I laughed continuously, clapping hands at the use of stop-motion, camera angles that would delight Police Squad, prison escapes, the Zigzags (more amusing Nazis), chases, slapstick, moustaches, quirked eyebrows, disguises, witty dialogue, great costumes, set design… everything. It’s affectionate, lovely, clever and drenched in the kind of creative whimsy you usually only find in the films of Jean-Pierre Jeunet. Of course, if you don’t like that sort of thing you’ll absolutely hate this.
‘300: Risible Empire’ would be a better title. This is a staggeringly bad film. The original 300 was a faithful, highly styled version of a gorgeous painted comic book written by Frank Miller. This is a mere slow-motion shadow of the original. All the misogyny, war porn and laughably homoerotic nonsense of the original just doesn’t bear repeating.
Since the first one we’ve had to suffer the ghastly pastiches of Immortals (Mickey Rourke in a gold lobster hat) and the remake of Clash of the Titans (mock Harryhausen’s Bubo will you?) and its unwelcome sequel Wrath of the Titans (oh…) and they’ve covered all the ground that was left to tread.
With this dire sidequel we get heavy handed voice-over narration stating the obvious and uninteresting, and even helpfully flashing back to a sequence we saw earlier, just in case the audience’s brains had atrophied. I can’t bear to look at the running length of 300: Rise of an Empire – it felt like it was about three hours long. Three hours that if it were at normal speed could possibly be crammed into twenty-five minutes. Even that would be dreary. Most of the film is a demonstration of imaginary fluid dynamics, with improbable jets of 3D blood and stationary seas. There are a number of battles, including footage straight out of the first film, some at sea. All are absurd, and will likely make you laugh out loud.
There’s a script, by someone who lacks subtlety, storytelling, wit and language. The best lines are hugely out of sync with the characters and situations: on arriving at Sparta to get some help our man (Sullivan Stapleton as ‘Themistokles’) the lady-leader (yes – there are like, two girls in this!) says “you’ve come a long way to stroke your cock watching young men train”. It’s possible that was a statement. I was surprised the Spartans were scrapping instead of just having a big oily man-orgy, which the whole film seems to be implying throughout. There’s also some terrible inspirational speeches on the eve of battle stuff. Sadly there are about twenty of these and they’re rather half-hearted and presumably only audible to a handful of soldiers. And they’re awful.

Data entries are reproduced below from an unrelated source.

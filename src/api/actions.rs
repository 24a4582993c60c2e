//! Capabilities shared by several kinds of things.
//!
//! Handles hand these out only where Reddit supports the action: a
//! submission can be voted on, saved, replied to and edited; a subreddit
//! can do none of these. Each capability is a small value holding the
//! target fullname, so it can outlive the handle it came from.

use std::sync::Arc;

use serde_json::Value;

use crate::client::{ApiRequest, ClientInner};
use crate::models::{Comment, Fullname, Listable};
use crate::{Error, Result};

/// Direction of a vote.
#[derive(Debug, Clone, Copy, PartialEq, Eq)]
pub enum VoteDirection {
    /// Upvote
    Up,
    /// Remove any vote
    Clear,
    /// Downvote
    Down,
}

impl VoteDirection {
    fn as_str(&self) -> &'static str {
        match self {
            VoteDirection::Up => "1",
            VoteDirection::Clear => "0",
            VoteDirection::Down => "-1",
        }
    }
}

/// Voting on a submission or comment.
#[derive(Clone)]
pub struct Votable {
    inner: Arc<ClientInner>,
    target: Fullname,
}

impl Votable {
    pub(crate) fn new(inner: Arc<ClientInner>, target: Fullname) -> Self {
        Self { inner, target }
    }

    /// Cast a vote.
    pub async fn vote(&self, direction: VoteDirection) -> Result<()> {
        let request = ApiRequest::post("/api/vote")
            .form([("id", self.target.as_str()), ("dir", direction.as_str())]);
        self.inner.execute(request).await?;
        Ok(())
    }

    /// Upvote.
    pub async fn upvote(&self) -> Result<()> {
        self.vote(VoteDirection::Up).await
    }

    /// Downvote.
    pub async fn downvote(&self) -> Result<()> {
        self.vote(VoteDirection::Down).await
    }

    /// Remove the current vote.
    pub async fn clear_vote(&self) -> Result<()> {
        self.vote(VoteDirection::Clear).await
    }
}

/// Saving to the authenticated account.
#[derive(Clone)]
pub struct Savable {
    inner: Arc<ClientInner>,
    target: Fullname,
}

impl Savable {
    pub(crate) fn new(inner: Arc<ClientInner>, target: Fullname) -> Self {
        Self { inner, target }
    }

    /// Save, optionally into a category (Reddit Premium only).
    pub async fn save(&self, category: Option<&str>) -> Result<()> {
        let mut request = ApiRequest::post("/api/save").form([("id", self.target.as_str())]);
        if let Some(category) = category {
            request = request.form([("category", category)]);
        }
        self.inner.execute(request).await?;
        Ok(())
    }

    /// Remove from saved items.
    pub async fn unsave(&self) -> Result<()> {
        let request = ApiRequest::post("/api/unsave").form([("id", self.target.as_str())]);
        self.inner.execute(request).await?;
        Ok(())
    }
}

/// Replying with a comment.
#[derive(Clone)]
pub struct Replyable {
    inner: Arc<ClientInner>,
    target: Fullname,
}

impl Replyable {
    pub(crate) fn new(inner: Arc<ClientInner>, target: Fullname) -> Self {
        Self { inner, target }
    }

    /// Post a markdown reply and return the new comment.
    pub async fn reply(&self, body: &str) -> Result<Comment> {
        if body.trim().is_empty() {
            return Err(Error::InvalidInput("reply body must not be empty".to_string()));
        }
        let request = ApiRequest::post("/api/comment").form([
            ("thing_id", self.target.as_str()),
            ("text", body),
            ("api_type", "json"),
        ]);
        let value = self.inner.execute(request).await?;
        first_thing(value)
    }
}

/// Editing or deleting the authenticated user's own content.
#[derive(Clone)]
pub struct Editable {
    inner: Arc<ClientInner>,
    target: Fullname,
}

impl Editable {
    pub(crate) fn new(inner: Arc<ClientInner>, target: Fullname) -> Self {
        Self { inner, target }
    }

    /// Replace the markdown body and return the raw updated thing.
    pub async fn edit(&self, body: &str) -> Result<Value> {
        let request = ApiRequest::post("/api/editusertext").form([
            ("thing_id", self.target.as_str()),
            ("text", body),
            ("api_type", "json"),
        ]);
        let value = self.inner.execute(request).await?;
        value
            .pointer("/json/data/things/0/data")
            .cloned()
            .ok_or_else(|| Error::InvalidInput("edit response carried no thing".to_string()))
    }

    /// Delete the content.
    pub async fn delete(&self) -> Result<()> {
        let request = ApiRequest::post("/api/del").form([("id", self.target.as_str())]);
        self.inner.execute(request).await?;
        Ok(())
    }
}

/// The first thing of an `api_type=json` response.
fn first_thing<T: Listable>(value: Value) -> Result<T> {
    let thing = value
        .pointer("/json/data/things/0")
        .ok_or_else(|| Error::InvalidInput("response carried no thing".to_string()))?;
    let kind = thing.get("kind").and_then(Value::as_str).unwrap_or_default();
    let data = thing.get("data").cloned().unwrap_or_default();
    T::from_thing(kind, data)
}

macro_rules! impl_debug {
    ($($name:ident),*) => {
        $(
            impl std::fmt::Debug for $name {
                fn fmt(&self, f: &mut std::fmt::Formatter<'_>) -> std::fmt::Result {
                    f.debug_struct(stringify!($name))
                        .field("target", &self.target)
                        .finish()
                }
            }
        )*
    };
}

impl_debug!(Votable, Savable, Replyable, Editable);

#[cfg(test)]
mod tests {
    use super::*;
    use serde_json::json;

    #[test]
    fn test_vote_direction_wire_values() {
        assert_eq!(VoteDirection::Up.as_str(), "1");
        assert_eq!(VoteDirection::Clear.as_str(), "0");
        assert_eq!(VoteDirection::Down.as_str(), "-1");
    }

    #[test]
    fn test_first_thing_parses_comment() {
        let value = json!({"json": {"errors": [], "data": {"things": [
            {"kind": "t1", "data": {"id": "c1", "name": "t1_c1", "body": "hello", "link_id": "t3_a", "parent_id": "t3_a"}}
        ]}}});
        let comment: Comment = first_thing(value).unwrap();
        assert_eq!(comment.body, "hello");
        assert!(comment.is_root());
    }

    #[test]
    fn test_first_thing_requires_a_thing() {
        let value = json!({"json": {"errors": [], "data": {"things": []}}});
        assert!(first_thing::<Comment>(value).is_err());
    }
}
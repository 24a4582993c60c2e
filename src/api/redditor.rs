//! Redditor handle.

use std::sync::Arc;

use crate::client::{ApiRequest, ClientInner};
use crate::listing::ListingBuilder;
use crate::models::{Comment, Lazy, Listable, Redditor, Submission};
use crate::{Error, Result};

use super::subreddit::parse_thing;

/// A user account, possibly not yet loaded.
///
/// ```no_run
/// use futures_util::TryStreamExt;
///
/// # async fn example(client: reddit_rs::RedditClient) -> reddit_rs::Result<()> {
/// let spez = client.redditor("spez");
/// let recent: Vec<_> = spez.comments().limit(10).build().try_collect().await?;
/// # Ok(())
/// # }
/// ```
#[derive(Clone)]
pub struct RedditorHandle {
    inner: Arc<ClientInner>,
    name: String,
    data: Lazy<Redditor>,
}

impl RedditorHandle {
    pub(crate) fn stub(inner: Arc<ClientInner>, name: impl Into<String>) -> Self {
        let name = name.into();
        let name = name
            .trim()
            .trim_start_matches("/u/")
            .trim_start_matches("u/")
            .to_string();
        Self {
            inner,
            name,
            data: Lazy::Stub,
        }
    }

    /// Username.
    pub fn name(&self) -> &str {
        &self.name
    }

    /// Returns `true` once [`load`](Self::load) has succeeded.
    pub fn is_loaded(&self) -> bool {
        self.data.is_loaded()
    }

    /// The loaded data; fails with [`Error::NotLoaded`] on a stub.
    pub fn data(&self) -> Result<&Redditor> {
        self.data.get("redditor", &self.name)
    }

    /// Fetch the account's `about` data.
    pub async fn load(&mut self) -> Result<&Redditor> {
        if self.name.is_empty() {
            return Err(Error::InvalidInput("redditor name must not be empty".to_string()));
        }
        let value = self
            .inner
            .execute(ApiRequest::get(format!("/user/{}/about", self.name)))
            .await?;
        self.data.set(parse_thing::<Redditor>(value)?);
        self.data()
    }

    /// Submissions by this account, newest first.
    pub fn submissions(&self) -> ListingBuilder<Submission> {
        self.listing("submitted")
    }

    /// Comments by this account, newest first.
    pub fn comments(&self) -> ListingBuilder<Comment> {
        self.listing("comments")
    }

    fn listing<T: Listable>(&self, section: &str) -> ListingBuilder<T> {
        ListingBuilder::new(self.inner.clone(), format!("/user/{}/{}", self.name, section))
    }
}

impl std::fmt::Debug for RedditorHandle {
    fn fmt(&self, f: &mut std::fmt::Formatter<'_>) -> std::fmt::Result {
        f.debug_struct("RedditorHandle")
            .field("name", &self.name)
            .field("loaded", &self.data.is_loaded())
            .finish()
    }
}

Mainly though, this is the story of Captain Hotpants and his mental sister/general/mate/lunatic and her travelling war-wardrobe. It’s stupid, boring, overlong and the rare moments of humour come solely from it being stupid, overlong, stupid (and repetitive). A list of the stupidest things in it has surely already been compiled by a click-bait site – skip it, your life can still have meaning.